Wasiat Mas Pajangswara

Table of Contents
Wasiat Mas Pajangswara

Hilang sudah memang sejarah masa lalu, keagungan masa lampau Nusantara khususnya bangsa Jawa yang generasi sekarang bahkan sudah tak mengenali bahkan mau mengakuinya. Apalagi yang jaraknya jauh sebelum masa Mataram. Zaman Pangeran Diponegoro saja kita sudah sangat asing dan tidak tahu. Penjajahan Bangsa Barat itu benar adanya, mereka mengambil kekayaan sumber daya alam, Kekayaan karya tulis, kekayaan sejarah hingga kemanusiaan gaya hidup yang diubahnya menjadikan bangsa Jawa kehilangan kejawaannya.

Ribuan Kitab dijarah Penjajah

Tersebutlah ketika Geger Spei saat kekuasaan Sultan HB II. Pasukan barat dari Inggris mengambil ribuan kitab dan karya tulis beserta harta karun ke negaranya dan hingga saat ini tidak akan pernah kembali. Karena kemungkinan menjadi milik pribadi, dan dengan kelicikannya membuat hukum property rights yang memperkuatnya.

Kekayaan ketimuran dan kejawaan menjadi hilang. Bagaimana bangsa akan kembali hidup dan menaikkan derajatnya apabila perpustakaan karya keilmuannya dihilangkan beserta kekayaannya sebagai modal untuk hidup dan memberkuat bangsanya.

Namun masih ada alam, masih ada Tuhan, masih ada hukum Tuhan semesta Alam. Bukan tidak mungkin kekayaan-kekayaan keilmuan dan pengetahuan Jawani dapat bertumbuh kembali. Karena bagaimanapun tokoh-tokohnya memiliki kekuatan dan keilmuan serta ridha dari Allah SWT. Untuk masih dapat memelihara ketinggian keilmuan baik keislaman maupun turunan pengetahuan yang lain. Sebagaimana energi hal itu tidak akan pernah punah, mereka abadi, hanya tersembunyi dan dengan izin-Nya akan kembali muncul seiring perkembangan zaman dan peradaban.

Pangeran Diponegoro

Pangeran Diponegoro sang Herucakra, tokoh legendaris yang namanya masih saja harum hingga sekarang.
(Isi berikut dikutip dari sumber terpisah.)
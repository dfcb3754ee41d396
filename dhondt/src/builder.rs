pub use crate::config::*;

/// A builder for registering parties one at a time.
///
/// A party whose name or identifier is already registered is refused.
///
/// ```
/// pub use dhondt::builder::Builder;
/// pub use dhondt::AllocationRules;
/// # use dhondt::AllocationErrors;
///
/// let mut builder = Builder::new(&AllocationRules::DEFAULT_RULES)?;
///
/// builder.add_party("Greens", 1200)?;
/// builder.add_party("Liberals", 800)?;
/// assert!(builder.add_party("Greens", 10).is_err());
///
/// let results = builder.allocate(5)?;
/// assert_eq!(results[0].name, "Greens");
/// assert_eq!(results[0].seats, 3);
///
/// # Ok::<(), AllocationErrors>(())
/// ```
pub struct Builder {
    pub(crate) _rules: AllocationRules,
    pub(crate) _candidates: Vec<Candidate>,
}

impl Builder {
    pub fn new(rules: &AllocationRules) -> Result<Builder, AllocationErrors> {
        Ok(Builder {
            _rules: rules.clone(),
            _candidates: Vec::new(),
        })
    }

    /// Registers a party, with an identifier generated from its position (`party-1`,
    /// `party-2`, ...). Returns the identifier.
    pub fn add_party(&mut self, name: &str, votes: u64) -> Result<String, AllocationErrors> {
        let id = format!("party-{}", self._candidates.len() + 1);
        self.add_candidate(&id, name, votes)?;
        Ok(id)
    }

    pub fn add_candidate(
        &mut self,
        id: &str,
        name: &str,
        votes: u64,
    ) -> Result<(), AllocationErrors> {
        if self._candidates.iter().any(|c| c.name == name) {
            return Err(AllocationErrors::DuplicateName(name.to_string()));
        }
        if self._candidates.iter().any(|c| c.id == id) {
            return Err(AllocationErrors::DuplicateCandidate(id.to_string()));
        }
        self._candidates.push(Candidate::new(id, name, votes));
        Ok(())
    }

    /// The registered candidates, in registration order.
    pub fn candidates(&self) -> &[Candidate] {
        &self._candidates
    }

    pub fn allocate(&self, seats: i64) -> Result<Vec<SeatAllocation>, AllocationErrors> {
        crate::allocate_with_rules(&self._candidates, seats, &self._rules)
    }
}

#[cfg(test)]
mod tests {
    use super::*;

    #[test]
    fn generated_identifiers() {
        let mut builder = Builder::new(&AllocationRules::DEFAULT_RULES).unwrap();
        assert_eq!(builder.add_party("A", 10), Ok("party-1".to_string()));
        assert_eq!(builder.add_party("B", 20), Ok("party-2".to_string()));
        let ids: Vec<&str> = builder.candidates().iter().map(|c| c.id.as_str()).collect();
        assert_eq!(ids, vec!["party-1", "party-2"]);
    }

    #[test]
    fn duplicate_names_refused() {
        let mut builder = Builder::new(&AllocationRules::DEFAULT_RULES).unwrap();
        builder.add_candidate("1", "A", 10).unwrap();
        assert_eq!(
            builder.add_candidate("2", "A", 10),
            Err(AllocationErrors::DuplicateName("A".to_string()))
        );
        assert_eq!(
            builder.add_candidate("1", "B", 10),
            Err(AllocationErrors::DuplicateCandidate("1".to_string()))
        );
        assert_eq!(builder.candidates().len(), 1);
    }

    #[test]
    fn uses_the_rules() {
        let rules = AllocationRules {
            listing: ResultListing::AllCandidates,
            ..AllocationRules::DEFAULT_RULES
        };
        let mut builder = Builder::new(&rules).unwrap();
        builder.add_party("Big", 1000).unwrap();
        builder.add_party("Small", 1).unwrap();
        let res = builder.allocate(3).unwrap();
        assert_eq!(res.len(), 2);
        assert_eq!(res[0].seats, 3);
        assert_eq!(res[1].seats, 0);
        assert!(matches!(
            builder.allocate(-2),
            Err(AllocationErrors::InvalidArgument(_))
        ));
    }
}
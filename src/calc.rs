use log::{debug, info, warn};

use dhondt::*;
use snafu::prelude::*;

use std::fs;
use std::path::{Path, PathBuf};

use serde_json::json;
use serde_json::Value as JSValue;
use text_diff::print_diff;

use crate::args::Args;
use crate::calc::config_reader::*;

mod config_reader;
mod io_common;
mod io_csv;
mod io_excel;

/// Upper bound on the number of seats accepted by the program.
/// The allocation cost grows with seats × parties.
pub const MAX_SEATS: i64 = 100_000;

#[derive(Debug, Snafu)]
pub enum CalcError {
    #[snafu(display("Error opening file {path}"))]
    OpeningExcel {
        source: calamine::XlsxError,
        path: String,
    },
    #[snafu(display("The file {path} does not contain any worksheet"))]
    EmptyExcel { path: String },
    #[snafu(display("Worksheet {name} not found in {path}"))]
    MissingWorksheet { name: String, path: String },
    #[snafu(display("Unexpected cell at row {lineno}: {content}"))]
    ExcelWrongCellType { lineno: u64, content: String },
    #[snafu(display("Error opening file {path}"))]
    OpeningJson {
        source: std::io::Error,
        path: String,
    },
    #[snafu(display("Error parsing JSON"))]
    ParsingJson { source: serde_json::Error },
    #[snafu(display("Could not understand a row or column index"))]
    ParsingJsonNumber {},
    #[snafu(display("Error opening CSV file {path}"))]
    CsvOpen { source: csv::Error, path: String },
    #[snafu(display("Error reading CSV line {lineno}"))]
    CsvLineParse { source: csv::Error, lineno: usize },
    #[snafu(display("Line {lineno} is too short"))]
    LineTooShort { lineno: usize },
    #[snafu(display("Invalid vote count for {name}: {value:?} is not a non-negative integer"))]
    InvalidVotes { name: String, value: String },
    #[snafu(display("Invalid number of seats: {value}"))]
    InvalidSeats { value: String },
    #[snafu(display("The number of seats is missing (use --seats or the seats field)"))]
    MissingSeats {},
    #[snafu(display("Too many seats requested: {seats} (maximum {max})"))]
    TooManySeats { seats: i64, max: i64 },
    #[snafu(display("Cannot find the directory of the configuration file"))]
    MissingParentDir {},
    #[snafu(display("Provider not implemented: {provider}"))]
    UnknownProvider { provider: String },
    #[snafu(display("The allocation failed"))]
    Allocation { source: AllocationErrors },
    #[snafu(display("Error writing the summary to {path}"))]
    WritingOutput {
        source: std::io::Error,
        path: String,
    },
    #[snafu(display("Difference detected between calculated summary and reference summary"))]
    ReferenceMismatch {},

    #[snafu(whatever, display("{message}"))]
    Whatever {
        message: String,
        #[snafu(source(from(Box<dyn std::error::Error>, Some)))]
        source: Option<Box<dyn std::error::Error>>,
    },
}

pub type CalcResult<T> = Result<T, CalcError>;

/// A party, as read from a vote file or the configuration.
/// This is before the vote counts are validated.
#[derive(Eq, PartialEq, Debug, Clone)]
pub struct ParsedParty {
    pub id: Option<String>,
    pub name: String,
    pub votes: String,
}

fn read_vote_data(root_path: &Path, cfs: &FileSource) -> CalcResult<Vec<ParsedParty>> {
    let p: PathBuf = root_path.join(&cfs.file_path);
    let p2 = p.as_path().display().to_string();
    info!("Attempting to read vote file {:?}", p2);
    match cfs.provider.as_str() {
        "csv" => io_csv::read_csv_votes(&p2, cfs),
        "xlsx" | "excel" => io_excel::read_excel_votes(&p2, cfs),
        x => UnknownProviderSnafu { provider: x }.fail(),
    }
}

fn validate_parties(parsed: &[ParsedParty]) -> CalcResult<Vec<Candidate>> {
    let mut res: Vec<Candidate> = Vec::new();
    for pp in parsed.iter() {
        let votes: u64 = pp.votes.trim().parse::<u64>().ok().context(InvalidVotesSnafu {
            name: pp.name.clone(),
            value: pp.votes.clone(),
        })?;
        // The name doubles as identifier when none is provided.
        let id = match pp.id.clone() {
            Some(x) if !x.is_empty() => x,
            _ => pp.name.clone(),
        };
        debug!("validate_parties: {:?} -> {} {}", pp, id, votes);
        res.push(Candidate {
            id,
            name: pp.name.clone(),
            votes,
        });
    }
    Ok(res)
}

fn validate_rules(rules: &RulesConfig) -> CalcResult<AllocationRules> {
    let res = AllocationRules {
        tiebreak_mode: match rules.tiebreak_mode.as_deref() {
            None | Some("candidateId") => TieBreakMode::CandidateId,
            Some("random") => {
                let seed = match rules.random_seed.clone().map(|s| s.parse::<u32>()) {
                    Some(Ok(x)) => x,
                    x => {
                        whatever!("Cannot use random tiebreak mode with seed {:?}", x)
                    }
                };
                TieBreakMode::Seeded(seed)
            }
            Some(x) => {
                whatever!("Cannot use tiebreak mode {:?}: unknown mode", x)
            }
        },
        duplicate_candidate_mode: match rules.duplicate_candidate.as_deref() {
            None | Some("reject") => DuplicateCandidateMode::Reject,
            Some("aggregate") => DuplicateCandidateMode::Aggregate,
            Some(x) => {
                whatever!("Cannot use duplicate candidate mode {:?}: unknown mode", x)
            }
        },
        listing: match rules.listing.as_deref() {
            None | Some("winnersOnly") => ResultListing::WinnersOnly,
            Some("allCandidates") => ResultListing::AllCandidates,
            Some(x) => {
                whatever!("Cannot use listing {:?}: unknown listing", x)
            }
        },
    };
    Ok(res)
}

fn validate_seats(seats: Option<&JSValue>, seats_override: Option<i64>) -> CalcResult<i64> {
    let seats: i64 = match (seats_override, seats) {
        (Some(x), _) => x,
        (None, Some(JSValue::Number(n))) => n.as_i64().context(InvalidSeatsSnafu {
            value: n.to_string(),
        })?,
        (None, Some(JSValue::String(s))) => s
            .trim()
            .parse::<i64>()
            .ok()
            .context(InvalidSeatsSnafu { value: s.clone() })?,
        (None, Some(x)) => {
            return InvalidSeatsSnafu {
                value: x.to_string(),
            }
            .fail()
        }
        (None, None) => return MissingSeatsSnafu {}.fail(),
    };
    // Negative values are reported by the allocation itself.
    ensure!(
        seats <= MAX_SEATS,
        TooManySeatsSnafu {
            seats,
            max: MAX_SEATS
        }
    );
    Ok(seats)
}

fn build_summary_js(config: &ElectionConfig, seats: i64, results: &[SeatAllocation]) -> JSValue {
    let c = OutputConfig {
        contest: config.output_settings.contest_name.clone(),
        date: config.output_settings.contest_date.clone(),
        jurisdiction: config.output_settings.contest_jurisdiction.clone(),
        office: config.output_settings.contest_office.clone(),
        seats: seats.to_string(),
    };
    let js_results: Vec<JSValue> = results
        .iter()
        .map(|r| {
            json!({
                "id": r.id,
                "name": r.name,
                "votes": r.votes.to_string(),
                "seats": r.seats.to_string(),
            })
        })
        .collect();
    json!({
        "config": c,
        "results": js_results })
}

fn write_summary(pretty_js: &str, out: Option<&str>) -> CalcResult<()> {
    match out {
        None | Some("stdout") => {
            println!("{}", pretty_js);
        }
        Some("") => {}
        Some(path) => {
            info!("Writing summary to {:?}", path);
            fs::write(path, pretty_js).context(WritingOutputSnafu { path })?;
        }
    }
    Ok(())
}

/// Runs the allocation of an election.
///
/// Arguments:
/// * `config` the election description
/// * `root_path` the directory against which the vote files are resolved
/// * `seats_override` if provided, replaces the number of seats of the description
/// * `out` where to write the summary (`None` or `stdout` for the standard output)
/// * `check_summary_path` a reference summary that the outcome must match
pub fn run_allocation(
    config: &ElectionConfig,
    root_path: &Path,
    seats_override: Option<i64>,
    out: Option<&str>,
    check_summary_path: Option<&str>,
) -> CalcResult<Vec<SeatAllocation>> {
    info!("config: {:?}", config);

    let rules = validate_rules(&config.rules)?;
    let seats = validate_seats(config.seats.as_ref(), seats_override)?;

    let mut parsed: Vec<ParsedParty> = Vec::new();
    for cc in config.candidates.iter() {
        parsed.push(ParsedParty {
            id: cc.id.clone(),
            name: cc.name.clone(),
            votes: js_to_count_string(&cc.votes),
        });
    }
    for cfs in config.vote_file_sources.iter() {
        let mut file_data = read_vote_data(root_path, cfs)?;
        parsed.append(&mut file_data);
    }
    debug!("parsed parties: {:?}", parsed);

    let candidates = validate_parties(&parsed)?;
    info!(
        "Processing {} candidates for {} seats",
        candidates.len(),
        seats
    );

    let results = allocate_with_rules(&candidates, seats, &rules).context(AllocationSnafu {})?;

    // Assemble the final json
    let result_js = build_summary_js(config, seats, &results);
    let pretty_js_stats = serde_json::to_string_pretty(&result_js).context(ParsingJsonSnafu {})?;
    write_summary(&pretty_js_stats, out)?;

    // The reference summary, if provided for comparison
    if let Some(summary_p) = check_summary_path {
        let summary_ref = read_summary(summary_p)?;
        debug!("summary: {:?}", summary_ref);
        let pretty_js_summary_ref =
            serde_json::to_string_pretty(&summary_ref).context(ParsingJsonSnafu {})?;
        if pretty_js_summary_ref != pretty_js_stats {
            warn!("Found differences with the reference summary");
            print_diff(
                pretty_js_summary_ref.as_str(),
                pretty_js_stats.as_ref(),
                "\n",
            );
            return ReferenceMismatchSnafu {}.fail();
        }
    }

    Ok(results)
}

pub fn run_election(
    config_path: &str,
    seats_override: Option<i64>,
    out: Option<&str>,
    check_summary_path: Option<&str>,
) -> CalcResult<Vec<SeatAllocation>> {
    let config = read_config(config_path)?;
    let root_p = Path::new(config_path)
        .parent()
        .context(MissingParentDirSnafu {})?;
    run_allocation(&config, root_p, seats_override, out, check_summary_path)
}

fn guess_input_type(path: &str) -> CalcResult<String> {
    let ext = Path::new(path)
        .extension()
        .and_then(|e| e.to_str())
        .map(|e| e.to_lowercase());
    match ext.as_deref() {
        Some("csv") => Ok("csv".to_string()),
        Some("xlsx") => Ok("xlsx".to_string()),
        Some("json") => Ok("json".to_string()),
        x => whatever!(
            "Cannot guess the type of the input {}: extension {:?} (use --input-type)",
            path,
            x
        ),
    }
}

/// Entry point of the command line program.
pub fn run(args: &Args) -> CalcResult<()> {
    let input_type = match (&args.input, &args.input_type) {
        (Some(_), Some(t)) => Some(t.clone()),
        (Some(p), None) => Some(guess_input_type(p)?),
        (None, _) => None,
    };

    let out = args.out.as_deref();
    let reference = args.reference.as_deref();

    match (&args.config, &args.input, input_type.as_deref()) {
        // The input is itself an election description.
        (None, Some(p), Some("json")) => {
            run_election(p, args.seats, out, reference)?;
        }
        (Some(_), Some(_), Some("json")) => {
            whatever!("A JSON input cannot be combined with --config")
        }
        (config_path, Some(p), Some(provider)) => {
            let mut config = match config_path {
                Some(cp) => read_config(cp)?,
                None => ElectionConfig::default(),
            };
            if config.output_settings.contest_name.is_empty() {
                config.output_settings.contest_name = io_common::simplify_file_name(p);
            }
            let mut source = FileSource::new(provider, p);
            source.excel_worksheet_name = args.excel_worksheet_name.clone();
            config.vote_file_sources = vec![source];
            // The input path is used as given on the command line.
            run_allocation(&config, Path::new(""), args.seats, out, reference)?;
        }
        (Some(cp), None, _) => {
            run_election(cp, args.seats, out, reference)?;
        }
        (None, None, _) | (None, Some(_), None) | (Some(_), Some(_), None) => {
            whatever!("No election to process: provide --config or --input")
        }
    }
    Ok(())
}

fn js_to_count_string(js: &JSValue) -> String {
    match js {
        JSValue::String(s) => s.clone(),
        x => x.to_string(),
    }
}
Pencetus perlawanan hingga menginspirasi hadirnya negara Indonesia. Tokoh yang tetap memiliki sisi misterius yang memiliki kekayaan khazanah keilmuan dan pengetahuan yang sulit digapai. Kental sekali bayang-bayang semangat Karbala dalam perjuangan beliau. Apalagi ada kisah pertemuan Pangeran Diponegoro dengan sang Imam Mahdi pemimpinnya. Bahkan Imam Mahdi yang memberi beliau nama Abdul Hamid.

Pada masa tersebut dapat dibayangkan banyaknya pendukung Pangeran Diponegoro dengan pengetahuan, pendidikan dan keilmuan tradisi serta keagamaan yang sama. Memiliki pandangan yang sama, satu arah, satu tujuan perjuangan yang sama, tidak berseberangan, saling bahu membahu secara lahir bathin karena pengakuan kepada Allah SWT, Rasulullah dan seluruh penerusnya. Sungguh indah dan sangat jauh berbeda dengan sekarang.

Berikut adalah sebuah temuan yang berharga, sebuah kisah dari para pendukung Pangeran Diponegoro yang memiliki semangat jihad sebagai martir demi bumi pertiwi dan tujuan mulia lainnya. Sepenggal kisah yang memiliki dimensi makna luas dan sangat tinggi.

Wasiat Mas Pajangswara

Wasiat Mas Pajangswara R.Ng. Ronggowarsito Kaping II
Kepada Anak Turun Dan Orang Jawa
Agar Menyambut "panggilan Imam Husain "hal Min Nasirin Yansuruni"
(adakah Penolong Yang Mau Menolongku ?)
Di Setiap Zaman Kalabendu"

Mas Pajangswara Raden Ngabehi Ronggowarsito Ke II, adalah putra Yosodipuro II, ayah Mas Bagus Burham Ronggowarsito ke III, (yang menurut Juru Kunci Pemakaman Palar, Makam Ronggowarsito), bernama Jihad Sabil, Muhammad Abu Bakar Husain (sepertinya, nama tersebut nunggak semi (menggunakan nama yg sudah digunakan) dari nama Muhammad bin Abu Bakar, seorang panglima perang Amirul Mukminin Ali bin Abi Thalib sa).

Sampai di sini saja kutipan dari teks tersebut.